Inbound logistic, Operations, outbound logistic, marketing and sales, service yang akan memberikan kontribusi pada margin perusahaan.
  1. Mendesain support activity dalam perusahaan
Support activitu yang terdiri dari firm infrastruktur, human resources management, technology development, purchase harus benar-benar didesain seefektif dan efisien mungkin sehingga tetap memberikan kontribusi berupa margin kepada perusahaan. .

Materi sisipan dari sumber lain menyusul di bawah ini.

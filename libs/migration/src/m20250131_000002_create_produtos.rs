use sea_orm_migration::{prelude::*, schema::*};

use crate::m20250131_000001_create_categorias::Categorias;

#[derive(DeriveMigrationName)]
pub struct Migration;

#[async_trait::async_trait]
impl MigrationTrait for Migration {
    async fn up(&self, manager: &SchemaManager) -> Result<(), DbErr> {
        manager
            .create_table(
                Table::create()
                    .table(Produtos::Table)
                    .if_not_exists()
                    .col(pk_auto(Produtos::ProdutoId))
                    .col(string(Produtos::Nome))
                    .col(string(Produtos::Descricao))
                    .col(decimal_len(Produtos::Preco, 10, 2))
                    .col(string_len(Produtos::ImagemUrl, 300))
                    .col(float(Produtos::Estoque))
                    .col(
                        timestamp_with_time_zone(Produtos::DataCadastro)
                            .default(Expr::current_timestamp()),
                    )
                    .col(integer(Produtos::CategoriaId))
                    .foreign_key(
                        ForeignKey::create()
                            .name("fk_produtos_categoria_id")
                            .from(Produtos::Table, Produtos::CategoriaId)
                            .to(Categorias::Table, Categorias::CategoriaId)
                            .on_delete(ForeignKeyAction::Cascade)
                            .on_update(ForeignKeyAction::Cascade),
                    )
                    .to_owned(),
            )
            .await?;

        manager
            .create_index(
                Index::create()
                    .name("idx_produtos_categoria_id")
                    .table(Produtos::Table)
                    .col(Produtos::CategoriaId)
                    .to_owned(),
            )
            .await?;

        Ok(())
    }

    async fn down(&self, manager: &SchemaManager) -> Result<(), DbErr> {
        manager
            .drop_table(Table::drop().table(Produtos::Table).to_owned())
            .await?;

        Ok(())
    }
}

#[derive(DeriveIden)]
enum Produtos {
    Table,
    ProdutoId,
    Nome,
    Descricao,
    Preco,
    ImagemUrl,
    Estoque,
    DataCadastro,
    CategoriaId,
}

  1. Mendesain sistem IT dalam perusahaan
Value chain dalam perusahaan harus didukung oleh sistem Information Technology yang mampu mengintegrasikan seluruh aktivitas bisnis dalam perusahaan. hal ini dapat dilihat di Enterprise Resources Planning (ERP) perusahaan. entrepreneur harus mulai membuat sistem ini ataupun membeli sistem yang disesuaikan dengan kebutuhan perusahaan.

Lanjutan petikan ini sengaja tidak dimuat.